What you have to do – Retrieve every line from the records in which the word "options" occurs.

Records supplied –
· · ·

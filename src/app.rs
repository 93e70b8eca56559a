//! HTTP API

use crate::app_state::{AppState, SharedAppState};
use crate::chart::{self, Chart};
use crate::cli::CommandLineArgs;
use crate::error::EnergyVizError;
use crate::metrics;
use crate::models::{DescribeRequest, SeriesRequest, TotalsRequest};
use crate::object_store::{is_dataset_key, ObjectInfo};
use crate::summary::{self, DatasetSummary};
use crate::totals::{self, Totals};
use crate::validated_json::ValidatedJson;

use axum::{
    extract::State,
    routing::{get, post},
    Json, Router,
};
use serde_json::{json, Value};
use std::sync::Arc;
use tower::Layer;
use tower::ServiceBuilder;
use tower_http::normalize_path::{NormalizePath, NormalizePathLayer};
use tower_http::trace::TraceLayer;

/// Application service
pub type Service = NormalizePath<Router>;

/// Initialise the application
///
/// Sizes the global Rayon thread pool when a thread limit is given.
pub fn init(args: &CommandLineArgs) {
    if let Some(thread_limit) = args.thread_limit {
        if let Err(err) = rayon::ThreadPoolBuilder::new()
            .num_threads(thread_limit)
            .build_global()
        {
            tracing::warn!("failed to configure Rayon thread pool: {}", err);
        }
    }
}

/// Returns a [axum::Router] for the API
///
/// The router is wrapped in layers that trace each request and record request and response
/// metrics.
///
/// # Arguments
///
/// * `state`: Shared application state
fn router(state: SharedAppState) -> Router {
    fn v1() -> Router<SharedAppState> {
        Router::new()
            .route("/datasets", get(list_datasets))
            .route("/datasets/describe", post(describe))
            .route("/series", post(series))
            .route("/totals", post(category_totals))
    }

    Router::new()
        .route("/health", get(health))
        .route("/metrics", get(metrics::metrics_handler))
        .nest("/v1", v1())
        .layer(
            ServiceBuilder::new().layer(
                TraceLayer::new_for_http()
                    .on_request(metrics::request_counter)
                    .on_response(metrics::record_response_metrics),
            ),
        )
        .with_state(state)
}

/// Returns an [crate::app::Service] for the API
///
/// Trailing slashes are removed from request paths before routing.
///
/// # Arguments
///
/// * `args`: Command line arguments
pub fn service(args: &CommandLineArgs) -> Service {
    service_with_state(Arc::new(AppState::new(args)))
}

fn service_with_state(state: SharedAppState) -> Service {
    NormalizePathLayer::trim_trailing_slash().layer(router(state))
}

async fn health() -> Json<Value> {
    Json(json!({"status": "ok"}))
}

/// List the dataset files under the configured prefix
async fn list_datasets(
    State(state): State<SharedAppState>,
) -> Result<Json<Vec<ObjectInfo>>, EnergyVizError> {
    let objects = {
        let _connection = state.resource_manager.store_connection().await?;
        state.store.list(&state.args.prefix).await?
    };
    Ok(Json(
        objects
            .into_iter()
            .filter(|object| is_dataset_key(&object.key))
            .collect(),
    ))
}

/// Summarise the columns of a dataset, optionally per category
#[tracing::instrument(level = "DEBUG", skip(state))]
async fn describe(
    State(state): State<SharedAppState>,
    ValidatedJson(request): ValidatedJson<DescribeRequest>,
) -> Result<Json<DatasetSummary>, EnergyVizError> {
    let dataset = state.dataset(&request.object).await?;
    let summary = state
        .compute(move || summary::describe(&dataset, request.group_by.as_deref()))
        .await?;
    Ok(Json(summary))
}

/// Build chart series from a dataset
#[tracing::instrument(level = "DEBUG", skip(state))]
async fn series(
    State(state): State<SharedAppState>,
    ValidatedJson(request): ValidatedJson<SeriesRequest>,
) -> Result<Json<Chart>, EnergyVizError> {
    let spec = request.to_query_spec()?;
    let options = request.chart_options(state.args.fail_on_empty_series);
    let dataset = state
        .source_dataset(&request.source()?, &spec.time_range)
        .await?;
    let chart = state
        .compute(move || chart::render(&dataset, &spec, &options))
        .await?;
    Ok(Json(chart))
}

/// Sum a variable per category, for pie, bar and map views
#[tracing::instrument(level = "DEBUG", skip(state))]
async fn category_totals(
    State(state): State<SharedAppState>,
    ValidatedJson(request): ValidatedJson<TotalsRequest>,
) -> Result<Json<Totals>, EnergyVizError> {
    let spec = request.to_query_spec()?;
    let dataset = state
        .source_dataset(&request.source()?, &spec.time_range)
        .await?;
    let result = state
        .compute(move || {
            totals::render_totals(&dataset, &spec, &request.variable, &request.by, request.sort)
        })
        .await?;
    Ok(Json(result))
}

· · ·

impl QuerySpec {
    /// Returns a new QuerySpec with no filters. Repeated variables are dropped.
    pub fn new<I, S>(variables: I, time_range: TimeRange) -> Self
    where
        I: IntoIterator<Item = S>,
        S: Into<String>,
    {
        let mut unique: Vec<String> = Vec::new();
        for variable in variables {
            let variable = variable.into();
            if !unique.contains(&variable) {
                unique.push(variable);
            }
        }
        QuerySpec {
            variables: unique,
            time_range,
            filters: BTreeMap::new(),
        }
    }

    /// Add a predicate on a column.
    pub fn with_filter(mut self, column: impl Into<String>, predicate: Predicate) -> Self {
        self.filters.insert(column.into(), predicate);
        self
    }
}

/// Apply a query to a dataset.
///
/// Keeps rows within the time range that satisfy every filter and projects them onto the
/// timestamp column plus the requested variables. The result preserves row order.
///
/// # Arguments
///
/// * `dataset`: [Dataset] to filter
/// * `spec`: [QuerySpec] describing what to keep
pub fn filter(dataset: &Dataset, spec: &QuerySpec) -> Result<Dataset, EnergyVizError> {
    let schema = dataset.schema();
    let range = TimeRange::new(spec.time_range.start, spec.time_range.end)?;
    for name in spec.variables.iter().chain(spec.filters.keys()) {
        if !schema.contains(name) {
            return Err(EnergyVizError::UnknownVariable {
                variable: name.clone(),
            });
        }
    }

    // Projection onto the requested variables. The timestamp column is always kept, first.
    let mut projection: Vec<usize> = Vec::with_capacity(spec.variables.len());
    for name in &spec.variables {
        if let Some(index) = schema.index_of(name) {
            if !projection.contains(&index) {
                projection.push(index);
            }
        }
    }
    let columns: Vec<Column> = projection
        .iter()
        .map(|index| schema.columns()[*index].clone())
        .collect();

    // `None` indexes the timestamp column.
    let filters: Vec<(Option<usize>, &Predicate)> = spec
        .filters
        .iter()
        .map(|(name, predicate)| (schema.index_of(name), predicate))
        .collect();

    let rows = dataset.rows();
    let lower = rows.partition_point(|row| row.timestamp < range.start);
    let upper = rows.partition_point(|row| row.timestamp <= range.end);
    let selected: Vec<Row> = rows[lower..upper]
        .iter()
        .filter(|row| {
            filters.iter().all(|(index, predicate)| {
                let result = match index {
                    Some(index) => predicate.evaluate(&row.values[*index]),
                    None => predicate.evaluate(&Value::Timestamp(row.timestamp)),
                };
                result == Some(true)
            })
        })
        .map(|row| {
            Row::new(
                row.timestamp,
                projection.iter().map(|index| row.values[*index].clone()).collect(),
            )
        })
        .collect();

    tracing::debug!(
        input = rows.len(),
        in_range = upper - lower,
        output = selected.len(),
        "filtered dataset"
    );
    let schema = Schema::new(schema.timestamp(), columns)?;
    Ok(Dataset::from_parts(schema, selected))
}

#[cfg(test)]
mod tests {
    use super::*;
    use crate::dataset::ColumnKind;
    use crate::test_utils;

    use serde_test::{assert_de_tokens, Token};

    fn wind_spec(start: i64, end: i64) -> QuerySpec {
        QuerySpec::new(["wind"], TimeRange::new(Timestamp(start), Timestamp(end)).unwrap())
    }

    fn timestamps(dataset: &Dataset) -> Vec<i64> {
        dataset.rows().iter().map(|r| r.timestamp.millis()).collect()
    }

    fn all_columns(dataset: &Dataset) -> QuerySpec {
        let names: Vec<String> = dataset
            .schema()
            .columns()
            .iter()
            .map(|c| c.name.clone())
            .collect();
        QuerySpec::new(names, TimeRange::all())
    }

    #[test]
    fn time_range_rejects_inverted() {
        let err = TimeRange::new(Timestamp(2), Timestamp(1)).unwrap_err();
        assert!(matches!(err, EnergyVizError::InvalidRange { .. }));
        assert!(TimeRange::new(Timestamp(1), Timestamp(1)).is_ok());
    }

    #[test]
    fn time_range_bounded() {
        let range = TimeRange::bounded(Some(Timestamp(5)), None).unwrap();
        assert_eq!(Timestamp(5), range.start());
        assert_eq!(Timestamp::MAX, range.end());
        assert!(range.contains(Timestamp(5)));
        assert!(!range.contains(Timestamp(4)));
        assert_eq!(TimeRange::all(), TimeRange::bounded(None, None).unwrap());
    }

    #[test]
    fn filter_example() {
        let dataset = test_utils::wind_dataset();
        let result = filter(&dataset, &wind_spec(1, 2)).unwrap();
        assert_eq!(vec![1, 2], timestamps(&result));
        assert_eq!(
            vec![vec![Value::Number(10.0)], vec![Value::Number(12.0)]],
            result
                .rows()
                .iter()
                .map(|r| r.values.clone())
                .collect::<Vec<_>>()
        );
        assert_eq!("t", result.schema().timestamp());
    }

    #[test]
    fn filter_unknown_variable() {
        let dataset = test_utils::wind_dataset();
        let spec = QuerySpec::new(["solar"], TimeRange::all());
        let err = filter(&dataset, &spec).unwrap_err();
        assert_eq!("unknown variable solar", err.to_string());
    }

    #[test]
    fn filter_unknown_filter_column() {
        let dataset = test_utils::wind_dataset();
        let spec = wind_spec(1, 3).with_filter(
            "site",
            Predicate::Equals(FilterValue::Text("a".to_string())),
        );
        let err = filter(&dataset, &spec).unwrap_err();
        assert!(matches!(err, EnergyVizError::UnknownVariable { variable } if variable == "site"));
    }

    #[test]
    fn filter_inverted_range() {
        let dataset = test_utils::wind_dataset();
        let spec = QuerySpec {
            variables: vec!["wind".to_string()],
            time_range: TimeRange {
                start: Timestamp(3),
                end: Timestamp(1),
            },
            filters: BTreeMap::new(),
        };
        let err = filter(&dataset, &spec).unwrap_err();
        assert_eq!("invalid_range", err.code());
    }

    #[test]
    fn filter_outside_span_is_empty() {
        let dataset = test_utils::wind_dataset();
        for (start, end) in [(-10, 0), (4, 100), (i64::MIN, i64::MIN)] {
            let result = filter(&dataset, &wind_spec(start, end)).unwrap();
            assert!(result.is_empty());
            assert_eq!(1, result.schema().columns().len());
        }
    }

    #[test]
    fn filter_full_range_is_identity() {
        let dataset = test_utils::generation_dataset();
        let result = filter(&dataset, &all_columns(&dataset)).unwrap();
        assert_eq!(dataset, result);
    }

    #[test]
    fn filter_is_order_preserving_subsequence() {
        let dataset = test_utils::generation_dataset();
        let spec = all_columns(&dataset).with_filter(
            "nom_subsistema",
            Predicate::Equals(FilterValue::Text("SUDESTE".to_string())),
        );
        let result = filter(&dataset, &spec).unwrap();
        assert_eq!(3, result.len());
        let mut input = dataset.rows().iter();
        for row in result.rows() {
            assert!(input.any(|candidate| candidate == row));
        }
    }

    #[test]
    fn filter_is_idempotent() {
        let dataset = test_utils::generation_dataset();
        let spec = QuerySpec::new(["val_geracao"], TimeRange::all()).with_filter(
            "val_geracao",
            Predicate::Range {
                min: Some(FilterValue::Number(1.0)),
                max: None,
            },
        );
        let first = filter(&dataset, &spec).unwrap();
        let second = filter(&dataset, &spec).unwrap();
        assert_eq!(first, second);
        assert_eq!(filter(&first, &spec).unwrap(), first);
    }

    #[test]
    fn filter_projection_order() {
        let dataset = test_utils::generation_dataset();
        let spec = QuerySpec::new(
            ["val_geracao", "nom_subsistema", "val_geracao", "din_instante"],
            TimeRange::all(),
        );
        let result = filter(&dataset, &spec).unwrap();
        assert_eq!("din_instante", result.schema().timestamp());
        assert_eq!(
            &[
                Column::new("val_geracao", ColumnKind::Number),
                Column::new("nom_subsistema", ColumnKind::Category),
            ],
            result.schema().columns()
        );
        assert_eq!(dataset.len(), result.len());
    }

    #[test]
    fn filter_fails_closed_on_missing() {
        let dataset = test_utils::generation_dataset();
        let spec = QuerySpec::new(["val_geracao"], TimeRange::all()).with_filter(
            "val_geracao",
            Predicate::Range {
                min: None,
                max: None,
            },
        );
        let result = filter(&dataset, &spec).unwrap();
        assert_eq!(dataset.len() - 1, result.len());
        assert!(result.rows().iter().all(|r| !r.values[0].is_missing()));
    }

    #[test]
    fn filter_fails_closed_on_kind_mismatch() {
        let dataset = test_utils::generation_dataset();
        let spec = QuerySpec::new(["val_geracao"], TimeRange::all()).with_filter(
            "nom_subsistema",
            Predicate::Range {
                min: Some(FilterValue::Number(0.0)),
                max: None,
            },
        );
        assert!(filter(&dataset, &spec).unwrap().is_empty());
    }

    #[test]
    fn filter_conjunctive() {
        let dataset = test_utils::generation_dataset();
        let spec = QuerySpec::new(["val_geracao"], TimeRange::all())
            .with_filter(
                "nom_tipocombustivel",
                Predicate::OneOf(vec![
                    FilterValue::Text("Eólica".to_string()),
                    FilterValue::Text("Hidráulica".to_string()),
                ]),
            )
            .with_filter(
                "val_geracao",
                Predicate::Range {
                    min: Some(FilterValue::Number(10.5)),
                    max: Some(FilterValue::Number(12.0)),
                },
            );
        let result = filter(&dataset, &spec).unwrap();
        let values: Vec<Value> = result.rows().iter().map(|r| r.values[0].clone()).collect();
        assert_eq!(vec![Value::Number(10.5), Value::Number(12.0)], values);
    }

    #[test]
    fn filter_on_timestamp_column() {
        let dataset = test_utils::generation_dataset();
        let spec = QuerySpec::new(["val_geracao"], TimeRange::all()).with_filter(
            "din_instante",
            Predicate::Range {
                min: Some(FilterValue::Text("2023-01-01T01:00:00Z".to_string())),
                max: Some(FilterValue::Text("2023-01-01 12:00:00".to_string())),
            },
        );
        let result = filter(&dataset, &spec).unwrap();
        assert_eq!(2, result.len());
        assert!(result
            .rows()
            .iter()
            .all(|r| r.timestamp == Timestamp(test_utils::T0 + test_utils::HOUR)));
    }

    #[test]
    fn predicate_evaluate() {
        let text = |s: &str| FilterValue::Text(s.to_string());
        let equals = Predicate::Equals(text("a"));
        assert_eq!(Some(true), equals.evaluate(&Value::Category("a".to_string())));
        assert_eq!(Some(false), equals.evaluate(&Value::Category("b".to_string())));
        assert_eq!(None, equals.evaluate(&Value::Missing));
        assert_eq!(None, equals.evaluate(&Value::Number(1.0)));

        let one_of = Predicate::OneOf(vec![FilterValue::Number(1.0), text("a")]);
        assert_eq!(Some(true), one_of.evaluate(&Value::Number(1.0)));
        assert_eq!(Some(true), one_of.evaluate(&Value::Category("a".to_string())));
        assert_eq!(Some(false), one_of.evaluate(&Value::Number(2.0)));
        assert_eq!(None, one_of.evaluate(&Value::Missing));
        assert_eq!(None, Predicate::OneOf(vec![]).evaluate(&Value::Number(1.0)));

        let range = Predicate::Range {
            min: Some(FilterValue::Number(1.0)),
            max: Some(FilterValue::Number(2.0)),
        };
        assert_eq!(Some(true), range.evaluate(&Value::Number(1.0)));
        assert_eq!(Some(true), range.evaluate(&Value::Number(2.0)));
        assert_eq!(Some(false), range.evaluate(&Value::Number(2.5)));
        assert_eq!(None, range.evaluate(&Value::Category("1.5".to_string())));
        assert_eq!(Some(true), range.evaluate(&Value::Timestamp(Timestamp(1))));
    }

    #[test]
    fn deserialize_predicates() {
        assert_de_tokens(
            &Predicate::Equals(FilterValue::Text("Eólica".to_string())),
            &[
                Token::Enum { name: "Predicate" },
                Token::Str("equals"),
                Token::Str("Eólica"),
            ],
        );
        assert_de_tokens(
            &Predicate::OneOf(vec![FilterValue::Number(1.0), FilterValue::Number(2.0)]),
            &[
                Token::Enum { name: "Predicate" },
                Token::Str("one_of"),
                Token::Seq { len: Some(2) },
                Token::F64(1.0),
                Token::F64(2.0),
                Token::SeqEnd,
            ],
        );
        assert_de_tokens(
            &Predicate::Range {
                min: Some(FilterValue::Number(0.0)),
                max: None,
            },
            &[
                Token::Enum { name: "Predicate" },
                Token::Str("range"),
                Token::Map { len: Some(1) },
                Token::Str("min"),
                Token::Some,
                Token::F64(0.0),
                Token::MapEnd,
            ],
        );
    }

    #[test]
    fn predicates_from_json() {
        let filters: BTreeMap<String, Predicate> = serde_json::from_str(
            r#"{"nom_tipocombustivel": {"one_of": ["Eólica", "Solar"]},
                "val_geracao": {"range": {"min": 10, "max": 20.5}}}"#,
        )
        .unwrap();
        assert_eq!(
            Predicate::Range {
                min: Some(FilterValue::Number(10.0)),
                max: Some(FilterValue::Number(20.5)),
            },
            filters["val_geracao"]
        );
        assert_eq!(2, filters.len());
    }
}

· · ·

Completed task –
    let options = request.chart_options(state.args.fail_on_empty_series);
        .compute(move || chart::render(&dataset, &spec, &options))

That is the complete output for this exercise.